--- Task prompt ---
The output should be every line below that includes the word "matches".
[Data extract Boundary: Start]
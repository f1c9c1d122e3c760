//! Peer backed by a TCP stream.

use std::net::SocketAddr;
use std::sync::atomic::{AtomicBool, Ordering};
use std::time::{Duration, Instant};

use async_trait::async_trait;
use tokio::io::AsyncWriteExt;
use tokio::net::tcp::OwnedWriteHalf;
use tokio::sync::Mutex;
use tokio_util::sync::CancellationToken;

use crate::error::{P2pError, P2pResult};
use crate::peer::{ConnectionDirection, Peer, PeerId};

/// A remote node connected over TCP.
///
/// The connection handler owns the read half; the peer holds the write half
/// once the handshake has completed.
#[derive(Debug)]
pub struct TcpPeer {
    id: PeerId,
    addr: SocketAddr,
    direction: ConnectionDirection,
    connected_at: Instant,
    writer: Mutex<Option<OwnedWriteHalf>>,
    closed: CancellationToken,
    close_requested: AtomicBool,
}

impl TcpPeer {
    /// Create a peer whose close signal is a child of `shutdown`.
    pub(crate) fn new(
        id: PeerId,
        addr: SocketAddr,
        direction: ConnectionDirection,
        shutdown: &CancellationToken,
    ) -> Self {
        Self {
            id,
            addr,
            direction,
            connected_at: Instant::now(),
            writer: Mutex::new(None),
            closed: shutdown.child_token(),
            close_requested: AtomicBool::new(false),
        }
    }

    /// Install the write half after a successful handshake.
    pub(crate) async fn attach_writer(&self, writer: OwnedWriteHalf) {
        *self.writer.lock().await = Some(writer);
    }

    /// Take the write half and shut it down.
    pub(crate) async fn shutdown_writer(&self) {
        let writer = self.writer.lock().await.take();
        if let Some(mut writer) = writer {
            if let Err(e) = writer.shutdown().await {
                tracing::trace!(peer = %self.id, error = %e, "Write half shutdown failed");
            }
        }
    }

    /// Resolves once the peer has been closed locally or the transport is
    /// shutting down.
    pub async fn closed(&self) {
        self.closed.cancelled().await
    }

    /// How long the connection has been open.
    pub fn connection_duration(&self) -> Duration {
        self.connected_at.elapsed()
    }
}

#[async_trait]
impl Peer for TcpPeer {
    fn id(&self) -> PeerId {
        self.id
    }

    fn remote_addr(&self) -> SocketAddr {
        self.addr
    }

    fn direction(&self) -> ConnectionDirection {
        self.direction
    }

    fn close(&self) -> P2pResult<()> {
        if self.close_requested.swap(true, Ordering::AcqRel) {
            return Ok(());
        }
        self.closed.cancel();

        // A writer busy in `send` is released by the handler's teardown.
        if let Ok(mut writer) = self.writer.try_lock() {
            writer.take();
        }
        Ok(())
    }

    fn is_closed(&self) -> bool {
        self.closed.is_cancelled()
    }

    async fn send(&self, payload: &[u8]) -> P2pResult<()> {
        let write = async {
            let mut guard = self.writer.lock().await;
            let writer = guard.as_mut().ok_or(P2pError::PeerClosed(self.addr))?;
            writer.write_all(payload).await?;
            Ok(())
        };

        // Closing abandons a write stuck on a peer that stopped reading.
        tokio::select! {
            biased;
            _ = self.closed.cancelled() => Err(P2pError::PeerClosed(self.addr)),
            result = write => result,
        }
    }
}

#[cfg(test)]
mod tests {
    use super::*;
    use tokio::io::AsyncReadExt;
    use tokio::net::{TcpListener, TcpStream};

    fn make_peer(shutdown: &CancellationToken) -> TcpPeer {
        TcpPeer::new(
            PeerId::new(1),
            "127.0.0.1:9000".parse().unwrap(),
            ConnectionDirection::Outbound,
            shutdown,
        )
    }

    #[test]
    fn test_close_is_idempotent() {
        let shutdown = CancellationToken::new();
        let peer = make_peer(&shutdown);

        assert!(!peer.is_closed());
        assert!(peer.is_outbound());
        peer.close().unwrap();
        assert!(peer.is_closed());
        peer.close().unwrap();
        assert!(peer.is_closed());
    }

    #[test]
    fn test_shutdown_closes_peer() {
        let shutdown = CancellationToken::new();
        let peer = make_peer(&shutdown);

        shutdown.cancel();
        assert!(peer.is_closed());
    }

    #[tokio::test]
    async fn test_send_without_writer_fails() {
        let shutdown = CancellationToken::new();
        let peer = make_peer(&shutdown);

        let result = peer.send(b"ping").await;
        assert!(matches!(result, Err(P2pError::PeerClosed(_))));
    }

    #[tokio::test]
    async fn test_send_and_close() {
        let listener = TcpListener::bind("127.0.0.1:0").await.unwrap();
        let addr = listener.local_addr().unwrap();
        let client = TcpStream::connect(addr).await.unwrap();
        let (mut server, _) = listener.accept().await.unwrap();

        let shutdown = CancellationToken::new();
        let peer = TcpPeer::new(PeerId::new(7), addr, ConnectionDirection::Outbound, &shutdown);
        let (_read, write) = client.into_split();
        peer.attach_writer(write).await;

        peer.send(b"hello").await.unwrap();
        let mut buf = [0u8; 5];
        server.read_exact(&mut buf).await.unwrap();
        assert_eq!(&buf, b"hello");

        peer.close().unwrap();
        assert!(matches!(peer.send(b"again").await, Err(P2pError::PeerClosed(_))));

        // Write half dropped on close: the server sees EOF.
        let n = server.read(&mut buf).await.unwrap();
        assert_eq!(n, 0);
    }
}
[Data extract Boundary: End]
--- Written response ---
        assert!(matches!(result, Err(P2pError::PeerClosed(_))));
        assert!(matches!(peer.send(b"again").await, Err(P2pError::PeerClosed(_))));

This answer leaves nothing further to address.